If you forget to install appropriate client, you will get exception like `Service "Keboola\ApiBundle\Attribute\ApplicationTokenAuth" not found: the container inside "Symfony\Component\DependencyInjection\Argument\ServiceLocator" is a smaller service locator`

Storage API client
------------------

[](#storage-api-client)

When `#[StorageApiTokenAuth]` is enabled, type-hint `Keboola\ApiBundle\StorageApiClient\StorageClientApiFactory` on a controller argument; the bundle injects a factory already bound to the current request and the resolved `StorageApiToken`. Unlike the header-based `StorageClientRequestFactory`, it uses the token resolved by the authenticator, so it works for programmatic (`kbc_pat_*` / `kbc_at_*`) tokens too.

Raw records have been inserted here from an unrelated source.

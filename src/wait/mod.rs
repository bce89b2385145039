//! Polling waits.
//!
//! - [`poll`]: the [`Poller`] state machine trait and the generic [`drive`] loop
//! - [`state_waiter`]: migration completion and garbage-collection waits

pub mod poll;
pub mod state_waiter;

pub use poll::{PollOutcome, PollSchedule, Poller, drive};
pub use state_waiter::{CompletionPoller, GarbageCollectionPoller, MigrationOutcome, StateWaiter};
#[tokio::test(start_paused = true)]
async fn test_garbage_collection_requires_all_conditions_on_one_read() {
    let (world, mut driver) = setup();
    let descriptor = driver.descriptor("tenantA");
    driver
        .start_migration(&descriptor, RetryMode::Never)
        .await
        .unwrap();
    driver
        .wait_for_migration_to_complete(&descriptor, RetryMode::Never)
        .await
        .unwrap();
    // Record goes first, then the coordinator, then the blocker.
    world.lock().unwrap().set_gc_stagger(3);
    driver
        .forget_migration(&descriptor.migration_id, RetryMode::Never)
        .await
        .unwrap();

    let primary = [driver.donor().primary()];
    let mut poller =
        GarbageCollectionPoller::new(&primary, &descriptor.migration_id, &descriptor.tenant_id);
    let mut seen = Vec::new();
    loop {
        let outcome = poller.poll().await;
        let progress = poller.progress()[0];
        seen.push(progress);
        match outcome {
            PollOutcome::Done(()) => break,
            PollOutcome::Pending => assert!(!progress.is_complete(), "{progress:?}"),
            PollOutcome::Failed(e) => panic!("unexpected failure: {e}"),
        }
        assert!(seen.len() < 20, "garbage collection never finished");
    }

    let first = seen[0];
    assert!(first.record_removed);
    assert!(!first.coordinators_idle);
    assert!(!first.blocker_removed);
    assert!(
        seen.iter()
            .any(|p| p.record_removed && p.coordinators_idle && !p.blocker_removed)
    );
    assert_eq!(seen.iter().filter(|p| p.is_complete()).count(), 1);
    assert!(seen.last().unwrap().is_complete());
}

#[tokio::test(start_paused = true)]
async fn test_garbage_collection_wait_covers_staggered_removal() {
    let (world, mut driver) = setup();
    let descriptor = driver.descriptor("tenantA");
    driver
        .start_migration(&descriptor, RetryMode::Never)
        .await
        .unwrap();
    driver
        .wait_for_migration_to_complete(&descriptor, RetryMode::Never)
        .await
        .unwrap();
    {
        let mut world = world.lock().unwrap();
        world.set_gc_stagger(4);
        world.set_replication_lag(1);
    }
    driver
        .forget_migration(&descriptor.migration_id, RetryMode::Never)
        .await
        .unwrap();

    let nodes = driver.donor().all_nodes();
    driver
        .wait_for_migration_garbage_collection(
            &nodes,
            &descriptor.migration_id,
            &descriptor.tenant_id,
        )
        .await
        .unwrap();

    for node in &nodes {
        let status = node
            .read_migration_status(&descriptor.migration_id)
            .await
            .unwrap();
        let progress = status.garbage_collection(&descriptor.migration_id, "tenantA");
        assert!(progress.is_complete(), "{}: {:?}", node.host(), progress);
    }
}
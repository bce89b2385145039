//! Tracing subscriber setup for harness binaries and tests.

use tracing_subscriber::EnvFilter;

/// Default filter when `RUST_LOG` is unset.
pub const DEFAULT_FILTER: &str = "info,tenant_migration_driver=debug";

/// Output format of the subscriber.
#[derive(Debug, Clone, Copy, Default, PartialEq, Eq)]
pub enum LogFormat {
    /// Human-readable lines.
    #[default]
    Pretty,
    /// One JSON object per event.
    Json,
}

/// Install a global `fmt` subscriber filtered by `RUST_LOG`, falling back to
/// [`DEFAULT_FILTER`].
///
/// Returns `false` if a subscriber was already installed.
pub fn init_tracing(format: LogFormat) -> bool {
    let filter = EnvFilter::try_from_default_env().unwrap_or_else(|_| EnvFilter::new(DEFAULT_FILTER));
    let builder = tracing_subscriber::fmt().with_env_filter(filter);
    match format {
        LogFormat::Pretty => builder.try_init().is_ok(),
        LogFormat::Json => builder.json().try_init().is_ok(),
    }
}

/// Install a subscriber that writes through the test harness's capture.
///
/// Safe to call from every test.
pub fn init_test_tracing() {
    let _ = tracing_subscriber::fmt()
        .with_env_filter(
            EnvFilter::try_from_default_env().unwrap_or_else(|_| EnvFilter::new(DEFAULT_FILTER)),
        )
        .with_test_writer()
        .try_init();
}
//! Donor command client.
//!
//! ## Architecture
//!
//! - `command`: typed request structs and reply parsing
//! - `migration_client`: start / forget / abort with opt-in transient retry
//!
//! ## Example
//!
//! ```rust,ignore
//! use tenant_migration_driver::client::{MigrationCommandClient, RetryMode};
//!
//! let mut client = MigrationCommandClient::new(donor, config, metrics);
//! let reply = client.start_migration(&descriptor, RetryMode::OnTransientErrors).await?;
//! println!("migration is in state {}", reply.state);
//! ```

pub mod command;
pub mod migration_client;

pub use command::{
    AdminCommand, DonorAbortMigration, DonorForgetMigration, DonorStartMigration,
    StartMigrationReply, check_reply,
};
pub use migration_client::{MigrationCommandClient, RetryMode};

The base options are preconfigured by the bundle: the Connection (Storage API) URL from the `ServiceClient`, the shared logger, and the configured `app_name` as user agent. The run id comes from the request's `X-KBC-RunId` header; branch / backend come from an optional per-call `ClientOptions`.

```
#[StorageApiTokenAuth]
public function __invoke(StorageClientApiFactory $storage)
{
    $client = $storage->createClientWrapper()->getBasicClient();

    // branch-aware / per-call overrides:
    // $wrapper = $storage->createClientWrapper(new ClientOptions(branchId: $branchId));
}
```

On a controller that may authenticate through another attribute too (e.g. `#[ApplicationTokenAuth]` alongside `#[StorageApiTokenAuth]` — they are OR'd), the request can be authenticated without a Storage token. Make the argument nullable to receive `null` in that case; a required (non-nullable) argument throws when no Storage token is present:

```
#[ApplicationTokenAuth(scopes: ['something:manage'])]
#[StorageApiTokenAuth]
public function __invoke(?StorageClientApiFactory $storage)
{
    $client = $storage?->createClientWrapper()->getBasicClient(); // null when authenticated via Manage token
}
```

Testing controllers
-------------------

[](#testing-controllers)

`Keboola\ApiBundle\Test\AuthenticatorTestTrait` stubs the authenticators in functional (`WebTestCase`) tests so guarded controllers can be exercised without reaching real Storage/Manage APIs. It provides four helpers:

HelperStubs auth forReturns`setupFakeStorageApiToken(tokenString?, projectId, features, adminId?)``#[StorageApiTokenAuth]` via legacy `X-StorageApi-Token``StorageApiToken``setupFakeConnectionToken(projectId, features, tokenString?, adminId?)``#[StorageApiTokenAuth]` via a `kbc_at_`/`kbc_pat_` programmatic token (stubs the exchange resolver client)`StorageApiToken``setupFakeManageApiToken(tokenString, scopes, features)``#[ApplicationTokenAuth]` (both the `X-KBC-ManageApiToken` header and the Kubernetes ServiceAccount JWT)`void``bootCleanClient()`— boots a fresh, reboot-disabled `KernelBrowser` on a clean container`KernelBrowser`### Why `bootCleanClient()`

[](#why-bootcleanclient)

The `setupFake*Token()` helpers replace services in the test container via `getContainer()->set(...)`. That only works while those services are **not yet initialized**: a `#[StorageApiTokenAuth]` request initializes `ManageApiClientFactory` (it backs the programmatic-token exchange resolver), and an initialized service can no longer be replaced. So whenever a request has already run in the test — or you simply want a guaranteed-clean container — call `self::bootCleanClient()` first. It boots a fresh kernel, disables client reboot, and returns the `KernelBrowser` to use for the request.

Important

`bootCleanClient()` **reboots the kernel**, discarding the previous container. Call it before **every** `getContainer()->set(...)` the test relies on — including your own app-specific service mocks, not just the `setupFake*Token()` helpers. Mocks registered *before* `bootCleanClient()` are thrown away by the reboot and will not be seen by the request.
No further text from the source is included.